Work request:
Show every line of the material that follows in which the word "EntityKind" occurs.
*** Dataset records ***
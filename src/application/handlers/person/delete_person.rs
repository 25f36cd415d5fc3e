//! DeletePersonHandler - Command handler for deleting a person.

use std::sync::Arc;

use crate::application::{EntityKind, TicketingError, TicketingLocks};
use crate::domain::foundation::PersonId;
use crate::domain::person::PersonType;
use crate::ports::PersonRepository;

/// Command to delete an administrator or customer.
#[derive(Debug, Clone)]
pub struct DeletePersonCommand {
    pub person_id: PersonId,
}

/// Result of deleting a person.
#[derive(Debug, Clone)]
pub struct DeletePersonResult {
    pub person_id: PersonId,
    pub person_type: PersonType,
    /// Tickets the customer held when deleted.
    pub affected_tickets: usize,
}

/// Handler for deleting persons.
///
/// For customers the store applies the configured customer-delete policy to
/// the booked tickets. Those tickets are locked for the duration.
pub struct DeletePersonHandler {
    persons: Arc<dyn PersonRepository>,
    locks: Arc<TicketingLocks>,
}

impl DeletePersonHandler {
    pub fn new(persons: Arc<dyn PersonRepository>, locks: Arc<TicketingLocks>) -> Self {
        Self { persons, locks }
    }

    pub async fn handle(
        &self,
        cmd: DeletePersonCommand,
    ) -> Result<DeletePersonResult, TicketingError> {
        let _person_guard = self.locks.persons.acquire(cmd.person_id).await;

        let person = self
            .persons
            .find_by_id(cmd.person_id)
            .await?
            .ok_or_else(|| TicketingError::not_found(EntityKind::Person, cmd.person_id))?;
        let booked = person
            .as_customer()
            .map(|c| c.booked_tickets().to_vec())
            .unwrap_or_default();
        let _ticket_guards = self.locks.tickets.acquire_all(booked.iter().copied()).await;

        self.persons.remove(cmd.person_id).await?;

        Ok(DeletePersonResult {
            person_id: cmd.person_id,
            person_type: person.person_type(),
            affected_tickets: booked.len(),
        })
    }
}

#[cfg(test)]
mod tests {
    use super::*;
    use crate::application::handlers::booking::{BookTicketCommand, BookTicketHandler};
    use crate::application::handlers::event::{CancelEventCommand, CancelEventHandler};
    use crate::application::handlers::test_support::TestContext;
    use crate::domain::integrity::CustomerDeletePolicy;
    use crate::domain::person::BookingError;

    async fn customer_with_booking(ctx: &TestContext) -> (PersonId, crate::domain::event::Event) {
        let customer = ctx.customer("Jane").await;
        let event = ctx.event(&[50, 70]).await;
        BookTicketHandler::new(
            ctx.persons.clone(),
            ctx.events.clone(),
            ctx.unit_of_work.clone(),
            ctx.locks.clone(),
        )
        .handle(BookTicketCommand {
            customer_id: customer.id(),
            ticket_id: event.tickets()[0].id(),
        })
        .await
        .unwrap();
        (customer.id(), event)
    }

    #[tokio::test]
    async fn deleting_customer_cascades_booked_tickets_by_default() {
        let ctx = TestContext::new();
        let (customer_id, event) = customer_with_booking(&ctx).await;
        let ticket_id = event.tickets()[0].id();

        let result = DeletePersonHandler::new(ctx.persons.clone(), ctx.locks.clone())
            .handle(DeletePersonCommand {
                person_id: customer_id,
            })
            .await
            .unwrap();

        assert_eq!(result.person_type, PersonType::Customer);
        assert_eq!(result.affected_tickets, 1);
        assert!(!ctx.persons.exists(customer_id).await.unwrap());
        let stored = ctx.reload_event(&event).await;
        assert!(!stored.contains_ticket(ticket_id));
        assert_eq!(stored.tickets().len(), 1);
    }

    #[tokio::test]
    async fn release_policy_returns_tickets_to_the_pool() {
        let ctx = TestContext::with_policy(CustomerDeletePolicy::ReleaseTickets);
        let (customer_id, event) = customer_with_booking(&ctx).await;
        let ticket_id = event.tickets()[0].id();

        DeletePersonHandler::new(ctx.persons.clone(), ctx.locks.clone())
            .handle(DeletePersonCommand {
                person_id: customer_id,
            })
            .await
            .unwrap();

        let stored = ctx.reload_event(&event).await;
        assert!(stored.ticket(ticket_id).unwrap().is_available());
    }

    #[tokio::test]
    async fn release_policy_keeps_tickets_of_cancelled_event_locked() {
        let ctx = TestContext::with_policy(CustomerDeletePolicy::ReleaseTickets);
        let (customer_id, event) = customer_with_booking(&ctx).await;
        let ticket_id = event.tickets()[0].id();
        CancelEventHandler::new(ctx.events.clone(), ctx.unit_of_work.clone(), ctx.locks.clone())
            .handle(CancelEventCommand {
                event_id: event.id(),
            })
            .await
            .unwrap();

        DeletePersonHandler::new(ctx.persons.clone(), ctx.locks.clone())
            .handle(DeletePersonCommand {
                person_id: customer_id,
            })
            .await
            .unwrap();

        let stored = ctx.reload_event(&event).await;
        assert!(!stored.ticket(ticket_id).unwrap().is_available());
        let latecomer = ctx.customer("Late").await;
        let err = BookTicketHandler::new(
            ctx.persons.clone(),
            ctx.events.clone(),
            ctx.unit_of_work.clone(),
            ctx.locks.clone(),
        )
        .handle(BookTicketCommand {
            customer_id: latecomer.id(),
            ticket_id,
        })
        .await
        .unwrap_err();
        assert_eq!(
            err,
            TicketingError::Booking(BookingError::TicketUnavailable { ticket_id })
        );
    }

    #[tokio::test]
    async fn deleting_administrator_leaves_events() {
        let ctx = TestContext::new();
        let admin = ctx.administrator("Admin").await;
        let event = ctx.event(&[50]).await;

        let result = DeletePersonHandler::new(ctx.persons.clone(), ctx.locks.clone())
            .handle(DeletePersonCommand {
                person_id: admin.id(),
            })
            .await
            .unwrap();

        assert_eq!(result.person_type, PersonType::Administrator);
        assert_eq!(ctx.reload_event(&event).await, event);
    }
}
*** End of Dataset records ***
*** Dataset records ***
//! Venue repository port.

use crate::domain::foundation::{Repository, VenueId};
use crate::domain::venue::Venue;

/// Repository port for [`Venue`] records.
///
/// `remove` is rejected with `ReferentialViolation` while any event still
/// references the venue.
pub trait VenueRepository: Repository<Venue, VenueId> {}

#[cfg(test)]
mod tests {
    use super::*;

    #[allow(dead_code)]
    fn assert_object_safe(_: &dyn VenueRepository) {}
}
*** End of Dataset records ***
Solution to this problem:
use crate::application::{EntityKind, TicketingError, TicketingLocks};
            .ok_or_else(|| TicketingError::not_found(EntityKind::Person, cmd.person_id))?;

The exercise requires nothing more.